Reporting for ABC, freelancer Richard Engel declared, "These are big, very big explosives and ordnance coming down," prompting anchor Peter Jennings to tell him to head for shelter "the minute you feel you want to." Sky News correspondent David Chater described the scene on both Fox News Channel and CBS, calling the images of bombing "a dreadful sight."
The news organization that suffered bad timing was CNN — the last U.S.-based television outlet to have its own staff members in Baghdad — which saw its journalists kicked out of that city Friday by Iraqi authorities. Reuters reported that the Iraqis had accused the cable network of being a propaganda vehicle, but CNN officials declined to comment.

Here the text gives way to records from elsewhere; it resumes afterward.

use thiserror::Error;

use crate::catalog::CatalogError;
use crate::config::ConfigError;
use crate::export::ExportError;
use crate::summary::SummaryError;

#[derive(Clone, Debug, Error, PartialEq, Eq)]
pub enum ApplicationError {
    #[error("invalid input: {0}")]
    Input(String),
    #[error("catalog failure: {0}")]
    Catalog(String),
    #[error("configuration failure: {0}")]
    Configuration(String),
    #[error("summary failure: {0}")]
    Summary(String),
    #[error("export failure: {0}")]
    Export(String),
}

#[derive(Clone, Debug, Error, PartialEq, Eq)]
pub enum InterfaceError {
    #[error("bad request: {message}")]
    BadRequest { message: String },
    #[error("unavailable: {message}")]
    Unavailable { message: String },
    #[error("internal error: {message}")]
    Internal { message: String },
}

impl InterfaceError {
    pub fn user_message(&self) -> &'static str {
        match self {
            Self::BadRequest { .. } => "The input could not be processed. Check it and try again.",
            Self::Unavailable { .. } => {
                "A required file or service is unavailable. Check paths and settings."
            }
            Self::Internal { .. } => "An unexpected internal error occurred.",
        }
    }

    pub fn exit_code(&self) -> u8 {
        match self {
            Self::BadRequest { .. } => 2,
            Self::Unavailable { .. } => 3,
            Self::Internal { .. } => 1,
        }
    }
}

impl ApplicationError {
    pub fn error_class(&self) -> &'static str {
        match self {
            Self::Input(_) => "input",
            Self::Catalog(_) => "catalog",
            Self::Configuration(_) => "configuration",
            Self::Summary(_) => "summary",
            Self::Export(_) => "export",
        }
    }

    pub fn into_interface(self) -> InterfaceError {
        InterfaceError::from(self)
    }
}

impl From<ApplicationError> for InterfaceError {
    fn from(value: ApplicationError) -> Self {
        match value {
            ApplicationError::Input(message) | ApplicationError::Configuration(message) => {
                Self::BadRequest { message }
            }
            ApplicationError::Catalog(message) | ApplicationError::Export(message) => {
                Self::Unavailable { message }
            }
            ApplicationError::Summary(message) => Self::Internal { message },
        }
    }
}

impl From<CatalogError> for ApplicationError {
    fn from(value: CatalogError) -> Self {
        Self::Catalog(value.to_string())
    }
}

impl From<ConfigError> for ApplicationError {
    fn from(value: ConfigError) -> Self {
        Self::Configuration(value.to_string())
    }
}

impl From<SummaryError> for ApplicationError {
    fn from(value: SummaryError) -> Self {
        Self::Summary(value.to_string())
    }
}

impl From<ExportError> for ApplicationError {
    fn from(value: ExportError) -> Self {
        Self::Export(value.to_string())
    }
}

#[cfg(test)]
mod tests {
    use std::path::PathBuf;

    use crate::catalog::CatalogError;
    use crate::config::ConfigError;
    use crate::errors::{ApplicationError, InterfaceError};

    #[test]
    fn configuration_error_maps_to_bad_request() {
        let interface = ApplicationError::from(ConfigError::Validation(
            "matching.threshold must be in range 0.0..=1.0".to_owned(),
        ))
        .into_interface();

        assert!(matches!(
            interface,
            InterfaceError::BadRequest { ref message } if message.contains("matching.threshold")
        ));
        assert_eq!(interface.exit_code(), 2);
    }

    #[test]
    fn bad_request_has_user_safe_message() {
        let interface = ApplicationError::Input("empty shopping list".to_owned()).into_interface();

        assert_eq!(
            interface.user_message(),
            "The input could not be processed. Check it and try again."
        );
    }

    #[test]
    fn catalog_error_maps_to_unavailable() {
        let error = ApplicationError::from(CatalogError::MissingProducts {
            origin: PathBuf::from("prices.json").display().to_string(),
        });

        assert_eq!(error.error_class(), "catalog");
        let interface = error.into_interface();
        assert!(matches!(interface, InterfaceError::Unavailable { .. }));
        assert_eq!(interface.exit_code(), 3);
    }

    #[test]
    fn summary_error_maps_to_internal() {
        let interface =
            ApplicationError::Summary("template render failed".to_owned()).into_interface();

        assert!(matches!(interface, InterfaceError::Internal { .. }));
        assert_eq!(interface.user_message(), "An unexpected internal error occurred.");
    }
}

Clearly sensitive to the power of those images of destruction, Rumsfeld stressed at his briefing that the bombs being dropped "have a degree of precision that no one ever dreamt of in a previous conflict." He also cautioned perspective and context in describing scenes from a war that has generated unprecedented live media coverage. "More people in the world have access to what is taking place," he declared.
Some of that access is the result of the journalists embedded in military units who have yet to encounter dramatic scenes of combat, but who are producing valuable pieces of the war puzzle and providing some very human moments as well.
In a brief interview with the Boston Globe, CNN's Jason Bellini, who is with the 15th Marine Expeditionary Unit, which arrived in the Iraqi port of Umm Qasr Friday, half-jokingly compared the military experience "to extreme camping."
Discussing the psychological aspects of traveling with U.S. troops during wartime, Bellini added that "the excitement that they're feeling, we've been feeling as well. . . . They've sort of included us into their family. It felt like we were going to war with them as peers."